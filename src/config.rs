//! Environment-driven configuration.
//!
//! All settings come from environment variables (loaded from `.env` at
//! startup), with working defaults for local development. Startup fails fast
//! on malformed values and on a `TOKEN_MINT` outside the approved stablecoin
//! set, so an asset misconfiguration never reaches the pricing path.

use std::collections::{HashMap, HashSet};
use std::env;
use std::net::{IpAddr, Ipv4Addr};
use std::str::FromStr;
use std::time::Duration;
use url::Url;

use crate::circuit_breaker::BreakerSettings;
use crate::quote::QuoteConfig;
use crate::rate_limit::{ApiKeyTier, LayerConfig, RateLimitConfig};
use crate::retry::RetryPolicy;
use crate::webhook::DeliveryConfig;

const ENV_HOST: &str = "HOST";
const ENV_PORT: &str = "PORT";
const ENV_QUOTE_TTL: &str = "QUOTE_TTL";
const ENV_TOKEN_MINT: &str = "TOKEN_MINT";
const ENV_STABLECOIN_ASSETS: &str = "STABLECOIN_ASSETS";

const ENV_WEBHOOK_PAYMENT_URL: &str = "WEBHOOK_PAYMENT_URL";
const ENV_WEBHOOK_REFUND_URL: &str = "WEBHOOK_REFUND_URL";
const ENV_WEBHOOK_HEADERS: &str = "WEBHOOK_HEADERS";
const ENV_WEBHOOK_MAX_ATTEMPTS: &str = "WEBHOOK_MAX_ATTEMPTS";
const ENV_WEBHOOK_INITIAL_INTERVAL: &str = "WEBHOOK_INITIAL_INTERVAL";
const ENV_WEBHOOK_MAX_INTERVAL: &str = "WEBHOOK_MAX_INTERVAL";
const ENV_WEBHOOK_MULTIPLIER: &str = "WEBHOOK_MULTIPLIER";
const ENV_WEBHOOK_TIMEOUT: &str = "WEBHOOK_TIMEOUT";
const ENV_WEBHOOK_POLL_INTERVAL: &str = "WEBHOOK_POLL_INTERVAL";
const ENV_WEBHOOK_BATCH_SIZE: &str = "WEBHOOK_BATCH_SIZE";

const ENV_CIRCUIT_ENABLED: &str = "CIRCUIT_ENABLED";
const ENV_CIRCUIT_MAX_PROBE_REQUESTS: &str = "CIRCUIT_MAX_PROBE_REQUESTS";
const ENV_CIRCUIT_STATS_WINDOW: &str = "CIRCUIT_STATS_WINDOW";
const ENV_CIRCUIT_OPEN_TIMEOUT: &str = "CIRCUIT_OPEN_TIMEOUT";
const ENV_CIRCUIT_CONSECUTIVE_FAILURES: &str = "CIRCUIT_CONSECUTIVE_FAILURES";
const ENV_CIRCUIT_FAILURE_RATIO: &str = "CIRCUIT_FAILURE_RATIO";
const ENV_CIRCUIT_MIN_REQUESTS: &str = "CIRCUIT_MIN_REQUESTS";

const ENV_IDEMPOTENCY_TTL: &str = "IDEMPOTENCY_TTL";
const ENV_VERIFIER_URL: &str = "VERIFIER_URL";
const ENV_VERIFIER_TIMEOUT: &str = "VERIFIER_TIMEOUT";
const ENV_CARD_WEBHOOK_SECRET: &str = "CARD_WEBHOOK_SECRET";
const ENV_METRICS_API_KEY: &str = "METRICS_API_KEY";
const ENV_API_KEYS_ENTERPRISE: &str = "API_KEYS_ENTERPRISE";
const ENV_API_KEYS_PARTNER: &str = "API_KEYS_PARTNER";

/// Stablecoin mints the crypto rail may settle against. `TOKEN_MINT` must be
/// one of these.
const APPROVED_TOKEN_MINTS: &[&str] = &[
    // USDC on Solana mainnet
    "EPjFWdd5AufqSSqeM2qN1xzybapC8G4wEGGkZwyTDt1v",
    // USDC on Base
    "0x833589fCD6eDb6E08f4c7C32D4f71b54bdA02913",
    // USDC on Ethereum mainnet
    "0xA0b86991c6218b36c1d19D4a2e9Eb0cE3606eB48",
    // USDT on Ethereum mainnet
    "0xdAC17F958D2ee523a2206206994597C13D831ec7",
];

/// Startup configuration failure.
#[derive(Debug, thiserror::Error)]
pub enum ConfigError {
    #[error("invalid value for {key}: {detail}")]
    Invalid { key: &'static str, detail: String },
    #[error("TOKEN_MINT {0} is not an approved stablecoin mint")]
    UnapprovedMint(String),
}

/// Fully resolved gateway configuration.
#[derive(Debug, Clone)]
pub struct Config {
    pub host: IpAddr,
    pub port: u16,
    pub quote: QuoteConfig,
    pub delivery: DeliveryConfig,
    pub rate_limit: RateLimitConfig,
    pub circuit_enabled: bool,
    pub circuit: BreakerSettings,
    pub idempotency_ttl: Duration,
    pub verifier_url: Option<Url>,
    pub verifier_timeout: Duration,
    pub card_webhook_secret: Option<String>,
    pub metrics_api_key: Option<String>,
    pub api_keys: HashMap<String, ApiKeyTier>,
}

fn parse_env<T: FromStr>(key: &'static str) -> Result<Option<T>, ConfigError>
where
    T::Err: std::fmt::Display,
{
    match env::var(key) {
        Ok(raw) if !raw.is_empty() => raw.parse::<T>().map(Some).map_err(|err| {
            ConfigError::Invalid {
                key,
                detail: err.to_string(),
            }
        }),
        _ => Ok(None),
    }
}

fn parse_env_or<T: FromStr>(key: &'static str, default: T) -> Result<T, ConfigError>
where
    T::Err: std::fmt::Display,
{
    Ok(parse_env(key)?.unwrap_or(default))
}

/// Durations are given in seconds; fractional values are accepted.
fn secs_env(key: &'static str, default: Duration) -> Result<Duration, ConfigError> {
    match parse_env::<f64>(key)? {
        Some(secs) if secs >= 0.0 => Ok(Duration::from_secs_f64(secs)),
        Some(_) => Err(ConfigError::Invalid {
            key,
            detail: "must be non-negative".to_string(),
        }),
        None => Ok(default),
    }
}

fn layer_env(
    enabled_key: &'static str,
    limit_key: &'static str,
    window_key: &'static str,
    burst_key: &'static str,
) -> Result<LayerConfig, ConfigError> {
    Ok(LayerConfig {
        enabled: parse_env_or(enabled_key, false)?,
        limit: parse_env_or(limit_key, 100)?,
        window: secs_env(window_key, Duration::from_secs(60))?,
        burst: parse_env_or(burst_key, 0)?,
    })
}

fn keys_env(key: &'static str, tier: ApiKeyTier, into: &mut HashMap<String, ApiKeyTier>) {
    if let Ok(raw) = env::var(key) {
        for entry in raw.split(',').map(str::trim).filter(|e| !e.is_empty()) {
            into.insert(entry.to_string(), tier);
        }
    }
}

impl Config {
    pub fn from_env() -> Result<Self, ConfigError> {
        let host = parse_env_or(ENV_HOST, IpAddr::V4(Ipv4Addr::UNSPECIFIED))?;
        let port = parse_env_or(ENV_PORT, 8080)?;

        let mut quote = QuoteConfig {
            quote_ttl: secs_env(ENV_QUOTE_TTL, Duration::from_secs(300))?,
            ..QuoteConfig::default()
        };
        if let Ok(raw) = env::var(ENV_STABLECOIN_ASSETS) {
            let assets: HashSet<String> = raw
                .split(',')
                .map(str::trim)
                .filter(|a| !a.is_empty())
                .map(str::to_uppercase)
                .collect();
            if !assets.is_empty() {
                quote.approved_assets = assets;
            }
        }
        if let Some(mint) = parse_env::<String>(ENV_TOKEN_MINT)? {
            if !APPROVED_TOKEN_MINTS.contains(&mint.as_str()) {
                return Err(ConfigError::UnapprovedMint(mint));
            }
        }

        let headers: HashMap<String, String> = match env::var(ENV_WEBHOOK_HEADERS) {
            Ok(raw) if !raw.is_empty() => {
                serde_json::from_str(&raw).map_err(|err| ConfigError::Invalid {
                    key: ENV_WEBHOOK_HEADERS,
                    detail: format!("expected a JSON object of strings: {err}"),
                })?
            }
            _ => HashMap::new(),
        };
        let delivery_defaults = DeliveryConfig::default();
        let delivery = DeliveryConfig {
            payment_url: parse_env(ENV_WEBHOOK_PAYMENT_URL)?,
            refund_url: parse_env(ENV_WEBHOOK_REFUND_URL)?,
            headers,
            retry: RetryPolicy {
                max_attempts: parse_env_or(
                    ENV_WEBHOOK_MAX_ATTEMPTS,
                    delivery_defaults.retry.max_attempts,
                )?,
                initial_interval: secs_env(
                    ENV_WEBHOOK_INITIAL_INTERVAL,
                    delivery_defaults.retry.initial_interval,
                )?,
                max_interval: secs_env(
                    ENV_WEBHOOK_MAX_INTERVAL,
                    delivery_defaults.retry.max_interval,
                )?,
                multiplier: parse_env_or(
                    ENV_WEBHOOK_MULTIPLIER,
                    delivery_defaults.retry.multiplier,
                )?,
            },
            timeout: secs_env(ENV_WEBHOOK_TIMEOUT, delivery_defaults.timeout)?,
            poll_interval: secs_env(ENV_WEBHOOK_POLL_INTERVAL, delivery_defaults.poll_interval)?,
            batch_size: parse_env_or(ENV_WEBHOOK_BATCH_SIZE, delivery_defaults.batch_size)?,
        };

        let rate_limit = RateLimitConfig {
            global: layer_env(
                "RATE_LIMIT_GLOBAL_ENABLED",
                "RATE_LIMIT_GLOBAL_LIMIT",
                "RATE_LIMIT_GLOBAL_WINDOW",
                "RATE_LIMIT_GLOBAL_BURST",
            )?,
            wallet: layer_env(
                "RATE_LIMIT_WALLET_ENABLED",
                "RATE_LIMIT_WALLET_LIMIT",
                "RATE_LIMIT_WALLET_WINDOW",
                "RATE_LIMIT_WALLET_BURST",
            )?,
            ip: layer_env(
                "RATE_LIMIT_IP_ENABLED",
                "RATE_LIMIT_IP_LIMIT",
                "RATE_LIMIT_IP_WINDOW",
                "RATE_LIMIT_IP_BURST",
            )?,
        };

        let circuit_defaults = BreakerSettings::default();
        let circuit = BreakerSettings {
            max_probe_requests: parse_env_or(
                ENV_CIRCUIT_MAX_PROBE_REQUESTS,
                circuit_defaults.max_probe_requests,
            )?,
            stats_window: secs_env(ENV_CIRCUIT_STATS_WINDOW, circuit_defaults.stats_window)?,
            open_timeout: secs_env(ENV_CIRCUIT_OPEN_TIMEOUT, circuit_defaults.open_timeout)?,
            consecutive_failures_to_trip: parse_env_or(
                ENV_CIRCUIT_CONSECUTIVE_FAILURES,
                circuit_defaults.consecutive_failures_to_trip,
            )?,
            failure_ratio_to_trip: parse_env_or(
                ENV_CIRCUIT_FAILURE_RATIO,
                circuit_defaults.failure_ratio_to_trip,
            )?,
            min_requests_before_ratio: parse_env_or(
                ENV_CIRCUIT_MIN_REQUESTS,
                circuit_defaults.min_requests_before_ratio,
            )?,
        };

        let mut api_keys = HashMap::new();
        keys_env(ENV_API_KEYS_ENTERPRISE, ApiKeyTier::Enterprise, &mut api_keys);
        keys_env(ENV_API_KEYS_PARTNER, ApiKeyTier::Partner, &mut api_keys);

        Ok(Config {
            host,
            port,
            quote,
            delivery,
            rate_limit,
            circuit_enabled: parse_env_or(ENV_CIRCUIT_ENABLED, true)?,
            circuit,
            idempotency_ttl: secs_env(ENV_IDEMPOTENCY_TTL, Duration::from_secs(86_400))?,
            verifier_url: parse_env(ENV_VERIFIER_URL)?,
            verifier_timeout: secs_env(ENV_VERIFIER_TIMEOUT, Duration::from_secs(10))?,
            card_webhook_secret: parse_env(ENV_CARD_WEBHOOK_SECRET)?,
            metrics_api_key: parse_env(ENV_METRICS_API_KEY)?,
            api_keys,
        })
    }
}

#### PROBLEM
Begin at the line that has "use crate::retry::RetryPolicy;" in the entries above; stop after the line that has "const ENV_STABLECOIN_ASSETS: &str". Transcribe exactly those lines and no others.

#### RESPONSE BOX
use crate::retry::RetryPolicy;
use crate::webhook::DeliveryConfig;

const ENV_HOST: &str = "HOST";
const ENV_PORT: &str = "PORT";
const ENV_QUOTE_TTL: &str = "QUOTE_TTL";
const ENV_TOKEN_MINT: &str = "TOKEN_MINT";
const ENV_STABLECOIN_ASSETS: &str = "STABLECOIN_ASSETS";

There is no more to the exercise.